Brazil’s zero-percent import duty for high-efficiency mining hardware runs from February 2026 through January 2028, with Engie announcing mining consideration three days after policy launch.

The curtailment problem that Bitcoin miners can solve

Brazil’s wind industry curtailed roughly 32 terawatt-hours between October 2021 and September 2025, amounting to about 6 billion reais (roughly $1.2 billion) in lost revenue for wind farms.

Curtailment occurs when the grid can’t absorb the electricity being produced due to the wrong place, the wrong time, or insufficient transmission capacity. For renewable generators, curtailed megawatt-hours are destroyed value.

Wind and solar generated 24% of Brazil’s electricity in 2024, and in August 2025, that share hit 34% for the first time.

Grid operator ONS describes curtailment as a structural feature of systems with high shares of variable renewables, not a temporary friction.

As the renewables mix rises and transmission buildout lags, the mismatch grows. Generators need local, dispatchable demand that can absorb otherwise-wasted electrons and turn on or off quickly. Bitcoin mining fits that profile precisely.

Engie’s Assu Sol plant is located in Brazil’s northeast, a region with strong solar irradiance but transmission constraints.

The company told Reuters that mining or storage could make the facility more profitable by monetizing energy that would otherwise be curtailed, but emphasized this would take years to implement.

The signal matters because it’s coming from a state-owned European utility with no prior crypto exposure, framing mining purely as an industrial demand response tool.

What the tax change actually does to Bitcoin miners

Resolução GECEX 861, published Feb. 20, amends Brazil’s consolidated ex-tariff list to reduce import duty to zero for specific information technology goods.

Annex I adds a new line covering servers dedicated to cryptocurrency mining using the SHA256 algorithm with energy efficiency measured at 35 degrees Celsius, below 20 joules per terahash, and processing capacity above 200 terahashes per second.
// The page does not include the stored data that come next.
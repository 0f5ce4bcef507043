// Copyright 2025 Google LLC
//
// Licensed under the Apache License, Version 2.0 (the "License");
// you may not use this file except in compliance with the License.
// You may obtain a copy of the License at
//
//     https://www.apache.org/licenses/LICENSE-2.0
//
// Unless required by applicable law or agreed to in writing, software
// distributed under the License is distributed on an "AS IS" BASIS,
// WITHOUT WARRANTIES OR CONDITIONS OF ANY KIND, either express or implied.
// See the License for the specific language governing permissions and
// limitations under the License.

//! Composite operations: a mutating request followed by a wait.
//!
//! The functions in this module are generic over the resource type. The
//! client library binds them to each mutating request and to the request
//! used to query the resource.

use crate::options::WaiterOptions;
use crate::poller::StatePoller;
use crate::predicate::LifecycleStatePredicate;
use crate::{LifecycleResource, Result, WaitOutcome, WaitTarget};
use gax::error::Error;
use gax::response::Response;
use std::future::Future;

/// The results obtained before a composite operation failed.
///
/// # Parameters
/// * `R` - the type returned by the mutating request. This is the resource
///   type for creates, updates, and copies, and `()` for deletes.
/// * `T` - the resource type.
#[derive(Clone, Debug)]
pub struct PartialResults<R, T> {
    mutation: Response<R>,
    last_observed: Option<Response<T>>,
}

impl<R, T> PartialResults<R, T> {
    /// The response of the mutating request, which succeeded.
    pub fn mutation(&self) -> &Response<R> {
        &self.mutation
    }

    /// The last snapshot of the resource observed while waiting, if any.
    pub fn last_observed(&self) -> Option<&Response<T>> {
        self.last_observed.as_ref()
    }

    pub fn into_parts(self) -> (Response<R>, Option<Response<T>>) {
        (self.mutation, self.last_observed)
    }
}

/// A composite operation failed after the mutating request succeeded.
///
/// The changes made by the mutating request remain in effect. This error
/// preserves the response of the mutating request and the last observed
/// state of the resource, so applications can decide how to recover. The
/// [cause][CompositeOperationError::cause] is the error that stopped the wait:
/// a timeout, a service or transport error while polling, or a malformed
/// response.
///
/// The client returns this type as the source of a [gax::error::Error] for
/// which `is_composite()` is true.
///
/// # Example
/// ```
/// # use blockstorage_waiter::composite::CompositeOperationError;
/// # use gax::error::Error;
/// #[derive(Debug)]
/// struct Volume;
/// fn handle(error: &Error) {
///     if let Some(e) = CompositeOperationError::<Volume, Volume>::from_error(error) {
///         println!("created {:?}, but {}", e.partial_results().mutation().body(), e.cause());
///     }
/// }
/// ```
#[derive(Debug)]
pub struct CompositeOperationError<R, T> {
    partial_results: PartialResults<R, T>,
    cause: Error,
}

impl<R, T> CompositeOperationError<R, T> {
    pub fn new(partial_results: PartialResults<R, T>, cause: Error) -> Self {
        Self {
            partial_results,
            cause,
        }
    }

    pub fn partial_results(&self) -> &PartialResults<R, T> {
        &self.partial_results
    }

    /// The error that stopped the wait.
    pub fn cause(&self) -> &Error {
        &self.cause
    }

    pub fn into_parts(self) -> (PartialResults<R, T>, Error) {
        (self.partial_results, self.cause)
    }
}

impl<R, T> CompositeOperationError<R, T>
where
    R: std::fmt::Debug + Send + Sync + 'static,
    T: std::fmt::Debug + Send + Sync + 'static,
{
    /// Returns the composite error wrapped in `error`, if any.
    ///
    /// The resource types must match those of the composite operation that
    /// returned `error`.
    pub fn from_error(error: &Error) -> Option<&Self> {
        if !error.is_composite() {
            return None;
        }
        error.as_inner::<Self>()
    }
}

impl<R, T> std::fmt::Display for CompositeOperationError<R, T> {
    fn fmt(&self, f: &mut std::fmt::Formatter<'_>) -> std::fmt::Result {
        write!(
            f,
            "the mutating request succeeded, but waiting for the resource failed: {}",
            self.cause
        )
    }
}

impl<R, T> std::error::Error for CompositeOperationError<R, T>
where
    R: std::fmt::Debug,
    T: std::fmt::Debug,
{
    fn source(&self) -> Option<&(dyn std::error::Error + 'static)> {
        Some(&self.cause)
    }
}

/// The response of a mutating request is missing the resource id.
#[derive(thiserror::Error, Debug, PartialEq)]
#[error("the response is missing the resource id, cannot wait for the resource state")]
pub struct MissingResourceId;

/// The wait completed without the resource, but the resource should exist.
#[derive(thiserror::Error, Debug, PartialEq)]
#[error("the resource was not found while waiting for its state")]
pub struct UnexpectedNotFound;

/// The final disposition of a delete composite operation.
#[derive(Debug)]
pub enum DeleteOutcome<T> {
    /// No wait was requested. This is the response to the delete request.
    Accepted(Response<()>),
    /// The resource reached one of the target states, typically `TERMINATED`.
    Reached(Response<T>),
    /// The resource is gone.
    NotFound,
}

/// Runs a create, update, or copy request and waits for the resulting
/// resource to reach one of the `target` states.
///
/// If `target` is empty this returns the response of the mutating request
/// without querying the resource. Errors in the mutating request are returned
/// unchanged. Errors after the mutating request succeeds are wrapped in a
/// [CompositeOperationError].
///
/// # Parameters
/// * `mutate` - sends the mutating request. It should have captured the
///   request and its options.
/// * `query` - fetches the resource by id.
/// * `target` - the lifecycle states that complete the wait.
/// * `options` - how long and how often to poll.
pub async fn mutate_and_wait<T, M, MF, Q, QF>(
    mutate: M,
    query: Q,
    target: WaitTarget,
    options: &WaiterOptions,
) -> Result<Response<T>>
where
    T: LifecycleResource + Clone + std::fmt::Debug + Send + Sync + 'static,
    M: FnOnce() -> MF,
    MF: Future<Output = Result<Response<T>>>,
    Q: Fn(String) -> QF,
    QF: Future<Output = Result<Response<T>>>,
{
    validate::<T>(&target, options)?;
    let mutation = mutate().await?;
    if target.is_empty() {
        return Ok(mutation);
    }
    let id = mutation.body().resource_id().map(str::to_string);
    let Some(id) = id else {
        return Err(composite_error::<T, T>(
            mutation,
            None,
            Error::deser(MissingResourceId),
        ));
    };
    tracing::debug!(resource_id = %id, %target, "waiting for resource state");
    let predicate = LifecycleStatePredicate::new(target);
    let mut poller = StatePoller::new(id, query, predicate, options)?;
    match reached(poller.wait().await) {
        Ok(r) => Ok(r),
        Err(e) => Err(composite_error(mutation, poller.into_last_observed(), e)),
    }
}

/// Deletes a resource and waits for it to reach one of the `target` states
/// or disappear.
///
/// The resource is fetched before the delete request is sent. If `target` is
/// empty this returns [DeleteOutcome::Accepted] with the response to the
/// delete request. Otherwise, the resource is polled until it reaches one of
/// the target states or the service no longer finds it.
///
/// Errors fetching the resource or deleting it are returned unchanged,
/// including "not found" errors. Errors after the delete request succeeds are
/// wrapped in a [CompositeOperationError].
///
/// # Parameters
/// * `resource_id` - the id of the resource to delete.
/// * `delete` - sends the delete request. It should have captured the request
///   options.
/// * `query` - fetches the resource by id.
/// * `target` - the lifecycle states that complete the wait.
/// * `options` - how long and how often to poll.
pub async fn delete_and_wait<T, D, DF, Q, QF>(
    resource_id: &str,
    delete: D,
    query: Q,
    target: WaitTarget,
    options: &WaiterOptions,
) -> Result<DeleteOutcome<T>>
where
    T: LifecycleResource + Clone + std::fmt::Debug + Send + Sync + 'static,
    D: FnOnce(String) -> DF,
    DF: Future<Output = Result<Response<()>>>,
    Q: Fn(String) -> QF,
    QF: Future<Output = Result<Response<T>>>,
{
    validate::<T>(&target, options)?;
    let snapshot = query(resource_id.to_string()).await?;
    let mutation = delete(resource_id.to_string()).await?;
    if target.is_empty() {
        return Ok(DeleteOutcome::Accepted(mutation));
    }
    tracing::debug!(resource_id, %target, "waiting for deleted resource state");
    let predicate = LifecycleStatePredicate::new(target);
    let mut poller = StatePoller::new(resource_id, query, predicate, options)?
        .with_succeed_on_not_found(true)
        .with_last_observed(snapshot);
    match poller.wait().await {
        Ok(WaitOutcome::Reached(r)) => Ok(DeleteOutcome::Reached(r)),
        Ok(WaitOutcome::NotFound) => Ok(DeleteOutcome::NotFound),
        Err(e) => Err(composite_error(mutation, poller.into_last_observed(), e)),
    }
}

// Waits after create, update, and copy only succeed on a target state.
fn reached<T>(outcome: Result<WaitOutcome<T>>) -> Result<Response<T>> {
    match outcome? {
        WaitOutcome::Reached(r) => Ok(r),
        WaitOutcome::NotFound => Err(Error::other(UnexpectedNotFound)),
    }
}

fn validate<T: LifecycleResource>(target: &WaitTarget, options: &WaiterOptions) -> Result<()> {
    target.validate()?;
    options.validate()?;
    let unknown = target.unknown_states::<T>();
    if !unknown.is_empty() {
        tracing::warn!(
            ?unknown,
            known = ?T::KNOWN_LIFECYCLE_STATES,
            "the wait target includes lifecycle states unknown to this library"
        );
    }
    Ok(())
}

fn composite_error<R, T>(
    mutation: Response<R>,
    last_observed: Option<Response<T>>,
    cause: Error,
) -> Error
where
    R: std::fmt::Debug + Send + Sync + 'static,
    T: std::fmt::Debug + Send + Sync + 'static,
{
    let partial_results = PartialResults {
        mutation,
        last_observed,
    };
    Error::composite(CompositeOperationError::new(partial_results, cause))
}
The zero-percent duty remains in effect through Jan. 31, 2028.

This is not a blanket exemption for all mining hardware. The thresholds filter for top-tier ASICs. Older or less efficient models don’t qualify. The policy targets the hardware class that can actually compete at scale in a professional mining environment.

Brazil’s import tax structure is notoriously layered. Import duty is one component of the total landed cost, along with IPI, PIS/COFINS-Import, ICMS, and various fees. Trade logistics guides commonly cite total import burdens in the 40%-100% range.

Cutting import duty to zero removes one federal lever but doesn’t eliminate the full stack.

Nevertheless, Brazil reduced a key cost barrier for high-efficiency mining hardware, lowering payback periods, even though other taxes remain.

The break-even power price that makes this work

Mining profitability depends on three variables: hash price (revenue per terahash per second per day), hardware efficiency, and electricity cost.

As of Feb. 16, Hashrate Index reported a hash price of around $34.05 per petahash per second per day. Bitcoin traded near $64,000 on Feb. 23.

For a minimum-qualifying rig under Ex 040, with 200 terahashes per second at 20 joules per terahash, daily revenue equals roughly $6.81. Power consumption is 4.0 kilowatts. Daily energy use is 96 kilowatt-hours.

The break-even electricity price, ignoring capital expenditure and operating overhead, is about $0.071 per kilowatt-hour.

Converting to reais using the Feb. 23 exchange rate of roughly 5.17 reais per dollar, break-even sits around 370 reais per megawatt-hour. Retail business electricity prices in Brazil averaged 0.657 reais per kilowatt-hour in June 2025, which is far too high for mining.

However, wholesale spot prices often trade in the 250-450 reais per megawatt-hour range, and curtailed energy, by definition, has no better buyer.

If a generator can sell otherwise-lost megawatt-hours to a miner at or below its break-even cost, the generator recovers revenue that would otherwise be zero.

This is the mechanism: curtailment creates stranded value, mining converts stranded value into computation, and the ex-tariff drops hardware cost enough to tighten the arbitrage window.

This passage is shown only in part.